Calling CPU kernels with lower overhead!

Hello!

Please provide capability to call Open CL kernels on CPU via simple function pointer bypassing the threading engine.

Purpose:

  • suitable for very short kernels which require low overhead
  • useful for compilers which do not use latest CPU instructions yet (including but not limited to MS VC++). Open CL could in this case deliver faster running functions which would be fastest possible on any platform regardless of the capabilities of the compiler /scripting language used.

Thanks!
Atmapuri

Please provide capability to call Open CL kernels on CPU via simple function pointer

Wouldn’t clEnqueueNativeKernel() be what you are looking for?

Which other (than C++) compilers and scripting languages come with built-in C++ compiler so that programmers could use clEnqueueNativeKernel(…) ??

If you call a function:

double aFun(double a, double b)
{
return a + b;
}

such short functions have a huge call overhead when using Open CL because they need to go through the threading library for the CPU devices. Calling aFun from a C++ for loop directly is 1000x faster than via Open CL API.

Which other (than C++) compilers and scripting languages come with built-in C++ compiler so that programmers could use clEnqueueNativeKernel(…) ??

clEnqueueNativeKernel() does not require such a thing. You simply pass a function pointer to it, much like you pass a function pointer in regular C.

Ok, but who compiles the function of which you are passing the pointer to with support for Intel AVX and SSE 4.2?

Ok, but who compiles the function of which you are passing the pointer to with support for Intel AVX and SSE 4.2?

The same compiler you are using for the rest of your application. Again, this is not any different from using a function pointer in C99 --what you asked for–.

That compiler which I am using does not support Intel AVX and SSE 4.2 and produces very much slower code from what Open CL compiler produces. You are assuming I have a good compiler which is used to call Open CL code. Take for example any .NET compiler or Java script. They produce very much substandard code in compare to lets say Intel C++.

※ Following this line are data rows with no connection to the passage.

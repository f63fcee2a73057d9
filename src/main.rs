use clap::Parser;
use clean_folder::cli::{Cli, RunOutcome, run_cli};
use clean_folder::output::OutputFormatter;
use std::process::ExitCode;
use tracing_subscriber::EnvFilter;

fn init_tracing(verbose: bool) {
    let default_filter = if verbose {
        "clean_folder=debug"
    } else {
        "clean_folder=warn"
    };
    let filter =
        EnvFilter::try_from_default_env().unwrap_or_else(|_| EnvFilter::new(default_filter));

    tracing_subscriber::fmt()
        .with_env_filter(filter)
        .with_writer(std::io::stderr)
        .with_target(false)
        .init();
}

fn main() -> ExitCode {
    let cli = Cli::parse();
    init_tracing(cli.verbose);

    match run_cli(&cli) {
        Ok(outcome @ RunOutcome::Sorted(_)) => {
            OutputFormatter::success(outcome.message());
            ExitCode::SUCCESS
        }
        Ok(outcome) => {
            OutputFormatter::error(outcome.message());
            ExitCode::FAILURE
        }
        Err(e) => {
            OutputFormatter::error(&format!("Error: {}", e));
            ExitCode::FAILURE
        }
    }
}
//! Foundation layer - type identity and handler metadata.
//!
//! This module contains the data the resolution engine works on:
//! - Type keys for subscribers and messages
//! - Method descriptors as seen by introspection
//! - Resolved handler methods and their dispatch modes
//! - The subscriber traits implemented by handler objects

pub mod descriptor;
pub mod handler;
pub mod method;
pub mod subscriber;
pub mod thread_mode;
pub mod type_key;

pub use descriptor::{DescribeFn, MethodTable, ParentLink, TypeDescriptor, TypeDescriptorBuilder};
pub use handler::HandlerMethod;
pub use method::{
    HandlerMarker, HandlerOutput, Invoker, MethodDescriptor, MethodFlags, MethodId, Visibility,
};
pub use subscriber::{DeclaresHandlers, Subscriber};
pub use thread_mode::{ParseThreadModeError, ThreadMode};
pub use type_key::TypeKey;
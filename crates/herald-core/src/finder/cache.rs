//! Process-wide resolution cache.

use std::any::TypeId;
use std::collections::HashMap;
use std::sync::Arc;

use parking_lot::RwLock;

use crate::foundation::{HandlerMethod, TypeKey};

/// Map from subscriber type to its resolved handler methods.
///
/// Entries are never evicted, only purged all at once by [`clear`](Self::clear).
/// Two threads missing on the same type may both compute it; whichever
/// insert lands last wins, and both results are equal.
#[derive(Default)]
pub(crate) struct MethodCache {
    entries: RwLock<HashMap<TypeId, Arc<[HandlerMethod]>>>,
}

impl MethodCache {
    pub(crate) fn get(&self, subscriber: &TypeKey) -> Option<Arc<[HandlerMethod]>> {
        self.entries.read().get(&subscriber.id()).cloned()
    }

    pub(crate) fn insert(&self, subscriber: &TypeKey, methods: Arc<[HandlerMethod]>) {
        self.entries.write().insert(subscriber.id(), methods);
    }

    pub(crate) fn clear(&self) {
        self.entries.write().clear();
    }

    pub(crate) fn len(&self) -> usize {
        self.entries.read().len()
    }
}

>Again, this is not any different from using a function pointer in C99
> --what you asked for–.

From syntax point and when using C++ compiler maybe. But from performance point definitely not. I read the help for clEnqueNative… and the call has enormous performance overhead. If nothing else, it adds the function to the queue. The handling of the queue alone already takes 1000x more time than direct function call in C++. (The handling of the queue overhead is mostly related to thread synchronization issues). Is it possible to a call an OpenCL kernel without it being added to the queue?

If nothing else, it adds the function to the queue. The handling of the queue alone already takes 1000x more time than direct function call in C++.

Even executing a simple function pointer requires the OpenCL runtime to guarantee the same synchronization and memory coherency constraints as when you are running any other kernel. The runtime can’t simply take the pointer and call it right away.

Is it possible to a call an OpenCL kernel without it being added to the queue?

No, it’s not possible. It’s hard to understand the value of executing a piece of code without synchronizing it with the rest of the computations going on in the runtime.

>The runtime can’t simply take the pointer and call it right away.

I am very well aware of that. Hence the suggestion.

>It’s hard to understand the value of executing a piece of code without synchronizing it >with the rest of the computations going on in the runtime.

That’s what I tried to explain although obviously not very successfully. (You do agree that there are algorithms for which current Open CL API is not suitable to accelerate?) The primary value is the quality or the speed of the compiled code. As mentioned before, many compilers from which you can call Open CL generate substandard code. In the world where the CPU will soon have registers wide enough to store 8 double precision values (to perform add or mul concurrently in one cycle on all of them)and compilers which operate only on the first item in this registers, this can make a big difference.

In the world of Intel CPU, you can easily achieve performance ratio of 50x depending on the compiler that you use. This is not a marginal gain (!)

Here is a list of items, why it makes sense to call Open CL kernels out of the threaded context:

1.) Users can use (Open CL) compiler to generate many times faster code from what their own compilers which they use as primary development tool can deliver.
2.) The resulting application will be cross platform enabled. (portable performance)
3.) The use of a threading library (inside Open CL API) implies big jobs. But we all know that not all jobs can be threaded. Some are simply tool small in that context, but they are still such that they could greatly benefit from a compiler capable of vectorization.
4.) You get a free access to high performance compiler.

For these reasons I would like to see Open CL to allow un-threaded calls of its kernels and/or threaded from the callers side where entire Open CL API can optionally be bypassed except for its platfrom->device->compiler->getkernel->function_call

Such API would enable cross platform applications to accelerate more of its code with lower development costs.

Thanks for the explanation. I understand now.

In my book Open CL is the most innovative design in computing science for the last 10 years. I think that although it was designed to address GPUs, it will ultimately make the biggest difference for the world of CPU. Just the fact that you can virtually ship your application with a compiler included opens a great amount of possibilities.

Hi,

+1 on this sggestion.

Dynamic to-native compilation resulting to target-device optimized code would be great asset. Even (and especially) when not requiring the parallel potential on that portion.

We have made our own breakthroughs on structurizing the code-generation in certain simple fashion. OpenCL seems already provide very interesting concepts on parallelism.

This feature sounds like a basis for the solution where we could move most (if not all) of our generation targets on OpenCL, even in cases where we know and truly want to focus on CPU only.

Kalle Launiala